*Recorded data*.
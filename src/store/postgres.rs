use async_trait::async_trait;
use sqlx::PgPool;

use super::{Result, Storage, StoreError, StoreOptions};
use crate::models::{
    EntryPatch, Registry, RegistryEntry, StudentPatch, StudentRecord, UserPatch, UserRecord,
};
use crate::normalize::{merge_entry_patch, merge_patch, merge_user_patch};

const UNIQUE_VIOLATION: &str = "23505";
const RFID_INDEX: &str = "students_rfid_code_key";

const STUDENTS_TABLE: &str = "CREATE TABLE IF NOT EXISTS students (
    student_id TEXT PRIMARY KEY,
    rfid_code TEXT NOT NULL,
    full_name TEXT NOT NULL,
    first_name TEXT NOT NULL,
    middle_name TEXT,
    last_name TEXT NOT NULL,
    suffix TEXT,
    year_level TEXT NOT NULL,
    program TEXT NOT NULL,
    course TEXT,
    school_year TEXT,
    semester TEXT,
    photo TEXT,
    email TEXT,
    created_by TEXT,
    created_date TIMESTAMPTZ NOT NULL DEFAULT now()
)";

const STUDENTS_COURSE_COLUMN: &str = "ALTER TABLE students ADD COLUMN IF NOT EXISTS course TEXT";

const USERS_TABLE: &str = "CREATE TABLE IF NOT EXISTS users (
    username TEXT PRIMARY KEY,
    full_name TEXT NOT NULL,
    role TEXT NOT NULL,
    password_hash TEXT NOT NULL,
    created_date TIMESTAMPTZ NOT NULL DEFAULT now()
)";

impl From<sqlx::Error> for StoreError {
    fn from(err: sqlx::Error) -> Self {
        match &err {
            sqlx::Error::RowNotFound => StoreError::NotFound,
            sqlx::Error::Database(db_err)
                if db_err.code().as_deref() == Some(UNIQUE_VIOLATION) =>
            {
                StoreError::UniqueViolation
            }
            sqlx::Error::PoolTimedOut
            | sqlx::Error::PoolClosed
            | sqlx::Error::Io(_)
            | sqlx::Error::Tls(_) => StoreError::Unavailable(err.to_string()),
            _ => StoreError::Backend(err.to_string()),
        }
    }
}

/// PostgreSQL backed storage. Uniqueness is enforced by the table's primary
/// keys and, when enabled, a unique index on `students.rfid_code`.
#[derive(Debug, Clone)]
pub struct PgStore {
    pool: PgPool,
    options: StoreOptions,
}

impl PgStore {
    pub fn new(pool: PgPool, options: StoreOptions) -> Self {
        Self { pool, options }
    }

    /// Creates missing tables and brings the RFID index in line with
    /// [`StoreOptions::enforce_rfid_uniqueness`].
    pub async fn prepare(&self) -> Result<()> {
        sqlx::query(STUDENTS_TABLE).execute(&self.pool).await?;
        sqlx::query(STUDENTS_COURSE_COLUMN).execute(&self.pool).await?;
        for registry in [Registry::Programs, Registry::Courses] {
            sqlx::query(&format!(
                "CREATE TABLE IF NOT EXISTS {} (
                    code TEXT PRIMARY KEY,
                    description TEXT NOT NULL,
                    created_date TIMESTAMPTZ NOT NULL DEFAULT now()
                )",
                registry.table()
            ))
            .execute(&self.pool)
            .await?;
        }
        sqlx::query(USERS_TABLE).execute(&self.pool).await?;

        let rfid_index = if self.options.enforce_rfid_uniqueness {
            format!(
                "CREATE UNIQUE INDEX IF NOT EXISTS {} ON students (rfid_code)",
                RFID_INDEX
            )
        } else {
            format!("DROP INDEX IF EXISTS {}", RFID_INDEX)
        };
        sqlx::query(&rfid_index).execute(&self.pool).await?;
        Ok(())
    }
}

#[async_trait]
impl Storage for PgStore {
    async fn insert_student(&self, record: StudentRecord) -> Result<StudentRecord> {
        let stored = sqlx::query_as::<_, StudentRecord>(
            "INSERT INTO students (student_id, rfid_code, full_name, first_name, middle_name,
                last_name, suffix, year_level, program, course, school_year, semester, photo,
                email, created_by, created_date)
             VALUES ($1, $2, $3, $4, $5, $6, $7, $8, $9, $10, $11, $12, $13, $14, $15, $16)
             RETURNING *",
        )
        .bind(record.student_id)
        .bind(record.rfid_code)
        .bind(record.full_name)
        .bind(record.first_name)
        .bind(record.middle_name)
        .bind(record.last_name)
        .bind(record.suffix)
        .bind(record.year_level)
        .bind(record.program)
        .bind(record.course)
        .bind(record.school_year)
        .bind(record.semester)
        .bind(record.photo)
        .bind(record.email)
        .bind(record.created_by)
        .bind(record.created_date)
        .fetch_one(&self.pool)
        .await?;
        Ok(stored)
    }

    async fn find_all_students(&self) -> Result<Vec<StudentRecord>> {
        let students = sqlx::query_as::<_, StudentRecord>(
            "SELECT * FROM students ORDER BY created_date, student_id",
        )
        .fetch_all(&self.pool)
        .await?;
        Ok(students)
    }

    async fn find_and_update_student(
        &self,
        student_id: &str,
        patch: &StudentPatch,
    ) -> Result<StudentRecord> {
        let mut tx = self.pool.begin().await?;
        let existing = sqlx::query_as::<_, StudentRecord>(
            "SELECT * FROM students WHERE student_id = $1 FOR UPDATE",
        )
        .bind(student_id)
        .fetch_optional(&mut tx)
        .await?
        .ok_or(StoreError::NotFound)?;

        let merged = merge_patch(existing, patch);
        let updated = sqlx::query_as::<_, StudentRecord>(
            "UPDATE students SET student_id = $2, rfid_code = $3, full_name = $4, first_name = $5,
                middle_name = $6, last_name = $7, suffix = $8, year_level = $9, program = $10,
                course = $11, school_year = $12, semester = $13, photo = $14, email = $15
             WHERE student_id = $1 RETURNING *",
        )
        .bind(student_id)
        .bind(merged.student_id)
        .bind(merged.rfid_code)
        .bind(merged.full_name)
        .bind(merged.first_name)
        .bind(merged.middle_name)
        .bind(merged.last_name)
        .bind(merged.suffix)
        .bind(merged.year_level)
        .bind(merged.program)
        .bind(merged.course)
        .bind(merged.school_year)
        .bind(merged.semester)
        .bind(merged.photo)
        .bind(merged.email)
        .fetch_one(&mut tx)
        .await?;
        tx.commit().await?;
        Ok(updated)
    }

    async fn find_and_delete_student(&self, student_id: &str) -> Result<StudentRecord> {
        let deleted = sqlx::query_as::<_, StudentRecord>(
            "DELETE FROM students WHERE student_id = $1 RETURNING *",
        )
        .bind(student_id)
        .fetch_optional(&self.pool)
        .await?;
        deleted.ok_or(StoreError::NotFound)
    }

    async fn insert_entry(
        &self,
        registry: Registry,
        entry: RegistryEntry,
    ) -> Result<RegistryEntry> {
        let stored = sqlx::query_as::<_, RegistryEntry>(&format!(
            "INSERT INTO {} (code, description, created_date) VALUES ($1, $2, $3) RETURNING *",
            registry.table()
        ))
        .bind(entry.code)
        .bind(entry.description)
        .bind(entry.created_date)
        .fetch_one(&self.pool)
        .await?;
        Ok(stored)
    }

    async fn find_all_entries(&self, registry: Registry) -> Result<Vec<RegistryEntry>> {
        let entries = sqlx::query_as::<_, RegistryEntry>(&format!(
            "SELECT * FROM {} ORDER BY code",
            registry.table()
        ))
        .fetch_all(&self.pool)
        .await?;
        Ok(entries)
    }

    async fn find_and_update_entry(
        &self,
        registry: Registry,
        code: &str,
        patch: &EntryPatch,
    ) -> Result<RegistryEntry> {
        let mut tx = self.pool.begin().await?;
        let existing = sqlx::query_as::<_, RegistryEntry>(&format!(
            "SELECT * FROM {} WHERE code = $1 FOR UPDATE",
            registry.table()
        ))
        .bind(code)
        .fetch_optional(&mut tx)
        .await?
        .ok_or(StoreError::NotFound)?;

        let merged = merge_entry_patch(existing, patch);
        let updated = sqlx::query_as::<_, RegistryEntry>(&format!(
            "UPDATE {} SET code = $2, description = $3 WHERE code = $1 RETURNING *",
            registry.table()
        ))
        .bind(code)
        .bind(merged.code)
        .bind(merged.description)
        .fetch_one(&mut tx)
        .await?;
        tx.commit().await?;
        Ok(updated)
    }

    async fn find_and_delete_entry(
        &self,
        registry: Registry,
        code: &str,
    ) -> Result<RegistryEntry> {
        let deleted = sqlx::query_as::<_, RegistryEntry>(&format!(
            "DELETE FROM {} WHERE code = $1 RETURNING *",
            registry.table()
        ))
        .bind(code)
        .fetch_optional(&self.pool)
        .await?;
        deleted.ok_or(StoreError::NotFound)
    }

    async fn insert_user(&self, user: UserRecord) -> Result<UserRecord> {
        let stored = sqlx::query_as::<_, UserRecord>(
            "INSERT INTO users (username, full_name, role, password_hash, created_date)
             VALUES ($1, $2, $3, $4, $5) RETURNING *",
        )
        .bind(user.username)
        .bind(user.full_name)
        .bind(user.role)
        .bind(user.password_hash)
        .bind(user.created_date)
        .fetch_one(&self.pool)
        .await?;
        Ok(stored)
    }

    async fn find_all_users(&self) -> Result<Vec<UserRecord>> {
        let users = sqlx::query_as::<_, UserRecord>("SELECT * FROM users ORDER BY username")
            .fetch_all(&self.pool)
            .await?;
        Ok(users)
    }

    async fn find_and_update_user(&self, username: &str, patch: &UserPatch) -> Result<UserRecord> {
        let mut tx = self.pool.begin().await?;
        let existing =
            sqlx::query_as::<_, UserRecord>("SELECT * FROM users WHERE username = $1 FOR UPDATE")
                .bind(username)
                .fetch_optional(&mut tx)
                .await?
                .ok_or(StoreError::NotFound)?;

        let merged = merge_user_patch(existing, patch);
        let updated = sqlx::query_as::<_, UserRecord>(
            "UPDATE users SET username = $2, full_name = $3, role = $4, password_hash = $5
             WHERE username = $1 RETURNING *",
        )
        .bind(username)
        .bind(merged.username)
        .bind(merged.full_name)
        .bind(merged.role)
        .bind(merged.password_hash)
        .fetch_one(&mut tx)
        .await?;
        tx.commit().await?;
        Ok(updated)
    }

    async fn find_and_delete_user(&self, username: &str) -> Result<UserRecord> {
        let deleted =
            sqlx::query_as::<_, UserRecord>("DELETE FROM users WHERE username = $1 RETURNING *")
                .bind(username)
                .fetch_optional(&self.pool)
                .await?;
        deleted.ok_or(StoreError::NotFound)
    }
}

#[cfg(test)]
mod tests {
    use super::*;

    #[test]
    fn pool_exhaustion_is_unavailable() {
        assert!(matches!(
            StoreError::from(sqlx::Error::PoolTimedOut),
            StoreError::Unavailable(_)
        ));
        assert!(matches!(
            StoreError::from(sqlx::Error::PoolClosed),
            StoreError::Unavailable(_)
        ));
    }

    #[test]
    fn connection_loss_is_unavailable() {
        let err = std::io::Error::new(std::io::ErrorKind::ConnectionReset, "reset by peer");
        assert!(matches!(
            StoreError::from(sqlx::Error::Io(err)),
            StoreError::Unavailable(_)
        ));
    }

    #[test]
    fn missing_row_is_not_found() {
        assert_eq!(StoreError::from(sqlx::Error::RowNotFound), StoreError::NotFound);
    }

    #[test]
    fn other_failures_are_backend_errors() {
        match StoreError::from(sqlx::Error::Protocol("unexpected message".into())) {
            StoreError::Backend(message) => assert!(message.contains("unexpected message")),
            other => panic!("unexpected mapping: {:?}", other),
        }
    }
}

...

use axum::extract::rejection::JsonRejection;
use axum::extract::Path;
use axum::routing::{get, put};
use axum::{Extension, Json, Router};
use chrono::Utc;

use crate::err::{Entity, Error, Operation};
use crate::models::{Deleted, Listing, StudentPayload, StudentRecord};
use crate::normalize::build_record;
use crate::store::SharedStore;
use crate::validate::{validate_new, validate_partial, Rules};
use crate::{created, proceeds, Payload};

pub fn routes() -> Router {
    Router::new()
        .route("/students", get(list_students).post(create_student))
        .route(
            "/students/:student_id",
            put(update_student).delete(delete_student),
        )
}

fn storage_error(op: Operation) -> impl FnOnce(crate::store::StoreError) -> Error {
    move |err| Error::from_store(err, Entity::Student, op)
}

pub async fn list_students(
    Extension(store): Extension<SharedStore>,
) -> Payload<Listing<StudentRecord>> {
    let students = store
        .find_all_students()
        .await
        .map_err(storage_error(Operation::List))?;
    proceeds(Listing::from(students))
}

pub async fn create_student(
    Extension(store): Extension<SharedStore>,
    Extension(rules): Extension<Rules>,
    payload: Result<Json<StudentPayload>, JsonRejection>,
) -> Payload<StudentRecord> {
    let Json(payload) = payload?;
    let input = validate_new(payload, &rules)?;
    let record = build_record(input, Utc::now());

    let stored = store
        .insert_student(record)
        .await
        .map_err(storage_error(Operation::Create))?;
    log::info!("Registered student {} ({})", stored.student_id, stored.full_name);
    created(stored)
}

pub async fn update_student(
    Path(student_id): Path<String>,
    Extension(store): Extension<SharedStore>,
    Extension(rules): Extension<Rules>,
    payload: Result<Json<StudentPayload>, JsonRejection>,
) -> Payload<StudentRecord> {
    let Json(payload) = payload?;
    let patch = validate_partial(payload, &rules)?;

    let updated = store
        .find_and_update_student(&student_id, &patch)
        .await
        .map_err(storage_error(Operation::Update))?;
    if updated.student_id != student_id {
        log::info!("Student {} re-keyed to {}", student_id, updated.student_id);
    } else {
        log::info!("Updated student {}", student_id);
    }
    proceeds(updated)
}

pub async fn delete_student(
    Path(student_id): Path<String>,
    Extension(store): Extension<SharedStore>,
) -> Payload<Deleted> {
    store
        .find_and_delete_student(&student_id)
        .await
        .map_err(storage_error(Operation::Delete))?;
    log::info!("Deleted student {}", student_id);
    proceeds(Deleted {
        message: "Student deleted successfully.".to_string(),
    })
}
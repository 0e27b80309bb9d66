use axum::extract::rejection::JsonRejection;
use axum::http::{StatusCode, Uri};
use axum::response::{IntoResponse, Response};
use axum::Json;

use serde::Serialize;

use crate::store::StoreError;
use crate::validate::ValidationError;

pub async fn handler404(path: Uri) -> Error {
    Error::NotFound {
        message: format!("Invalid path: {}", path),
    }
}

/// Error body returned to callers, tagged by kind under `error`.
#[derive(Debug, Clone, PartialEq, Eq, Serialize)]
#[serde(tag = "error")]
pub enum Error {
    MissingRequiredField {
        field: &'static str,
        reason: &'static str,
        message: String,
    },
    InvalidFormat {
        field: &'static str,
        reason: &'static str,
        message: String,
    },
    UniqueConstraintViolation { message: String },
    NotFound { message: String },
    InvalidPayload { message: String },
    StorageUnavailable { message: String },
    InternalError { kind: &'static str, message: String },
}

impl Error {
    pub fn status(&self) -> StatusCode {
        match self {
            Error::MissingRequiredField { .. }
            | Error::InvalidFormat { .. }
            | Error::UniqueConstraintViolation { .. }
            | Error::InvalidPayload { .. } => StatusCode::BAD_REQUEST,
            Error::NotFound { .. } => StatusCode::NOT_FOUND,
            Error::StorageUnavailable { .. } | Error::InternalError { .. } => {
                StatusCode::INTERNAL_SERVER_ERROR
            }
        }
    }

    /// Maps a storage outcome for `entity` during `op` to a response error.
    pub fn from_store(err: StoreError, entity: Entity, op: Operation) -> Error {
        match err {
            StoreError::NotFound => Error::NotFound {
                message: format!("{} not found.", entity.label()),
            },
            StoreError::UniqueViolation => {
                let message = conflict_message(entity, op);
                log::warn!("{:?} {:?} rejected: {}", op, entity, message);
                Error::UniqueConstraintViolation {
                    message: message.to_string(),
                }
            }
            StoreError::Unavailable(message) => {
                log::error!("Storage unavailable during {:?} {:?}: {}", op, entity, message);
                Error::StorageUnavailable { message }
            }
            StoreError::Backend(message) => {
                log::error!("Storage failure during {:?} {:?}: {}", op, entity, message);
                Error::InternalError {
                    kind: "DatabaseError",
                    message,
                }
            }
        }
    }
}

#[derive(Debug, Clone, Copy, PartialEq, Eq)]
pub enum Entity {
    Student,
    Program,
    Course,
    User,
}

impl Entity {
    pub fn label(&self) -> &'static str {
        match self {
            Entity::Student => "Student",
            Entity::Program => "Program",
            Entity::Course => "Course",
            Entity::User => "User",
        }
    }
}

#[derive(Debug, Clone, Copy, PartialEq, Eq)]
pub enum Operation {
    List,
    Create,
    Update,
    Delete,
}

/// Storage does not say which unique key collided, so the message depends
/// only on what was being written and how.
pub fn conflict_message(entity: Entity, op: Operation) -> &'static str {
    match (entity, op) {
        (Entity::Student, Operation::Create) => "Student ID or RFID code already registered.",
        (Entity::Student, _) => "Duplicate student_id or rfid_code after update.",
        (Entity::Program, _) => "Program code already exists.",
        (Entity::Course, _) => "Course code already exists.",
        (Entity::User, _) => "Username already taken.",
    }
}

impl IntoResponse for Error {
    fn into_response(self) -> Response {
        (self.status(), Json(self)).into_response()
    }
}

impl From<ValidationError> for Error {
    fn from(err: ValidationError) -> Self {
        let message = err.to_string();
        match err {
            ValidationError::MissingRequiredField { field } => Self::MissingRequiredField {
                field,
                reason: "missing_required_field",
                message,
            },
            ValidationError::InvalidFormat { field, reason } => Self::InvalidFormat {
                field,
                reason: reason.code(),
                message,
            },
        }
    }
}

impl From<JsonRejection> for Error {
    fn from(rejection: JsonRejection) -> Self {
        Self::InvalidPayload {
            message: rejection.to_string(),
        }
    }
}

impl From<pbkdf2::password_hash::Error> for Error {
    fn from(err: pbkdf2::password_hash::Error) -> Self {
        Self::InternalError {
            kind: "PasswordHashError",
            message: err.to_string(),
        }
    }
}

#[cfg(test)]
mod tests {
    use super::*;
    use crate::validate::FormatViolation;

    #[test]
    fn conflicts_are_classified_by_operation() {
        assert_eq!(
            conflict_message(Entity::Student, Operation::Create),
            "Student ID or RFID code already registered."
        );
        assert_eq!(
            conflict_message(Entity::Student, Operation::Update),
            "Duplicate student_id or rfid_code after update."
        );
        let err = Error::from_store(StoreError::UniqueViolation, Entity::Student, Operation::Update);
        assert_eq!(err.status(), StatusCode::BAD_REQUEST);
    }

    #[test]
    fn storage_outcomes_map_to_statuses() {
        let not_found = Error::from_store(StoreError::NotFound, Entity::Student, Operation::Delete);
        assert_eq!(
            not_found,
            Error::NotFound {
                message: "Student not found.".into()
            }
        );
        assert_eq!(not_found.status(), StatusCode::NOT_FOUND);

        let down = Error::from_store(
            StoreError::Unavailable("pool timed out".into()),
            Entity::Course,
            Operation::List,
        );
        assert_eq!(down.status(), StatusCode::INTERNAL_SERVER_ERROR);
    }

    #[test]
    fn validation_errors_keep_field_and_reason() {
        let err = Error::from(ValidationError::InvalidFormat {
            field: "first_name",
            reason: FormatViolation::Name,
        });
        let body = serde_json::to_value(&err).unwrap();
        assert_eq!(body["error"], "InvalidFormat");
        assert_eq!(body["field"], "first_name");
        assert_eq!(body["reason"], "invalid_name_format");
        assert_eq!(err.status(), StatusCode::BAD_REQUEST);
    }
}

*Task*. Pull out all lines of the data with the string "PgStore".

*Written solution*.
pub struct PgStore {
impl PgStore {
impl Storage for PgStore {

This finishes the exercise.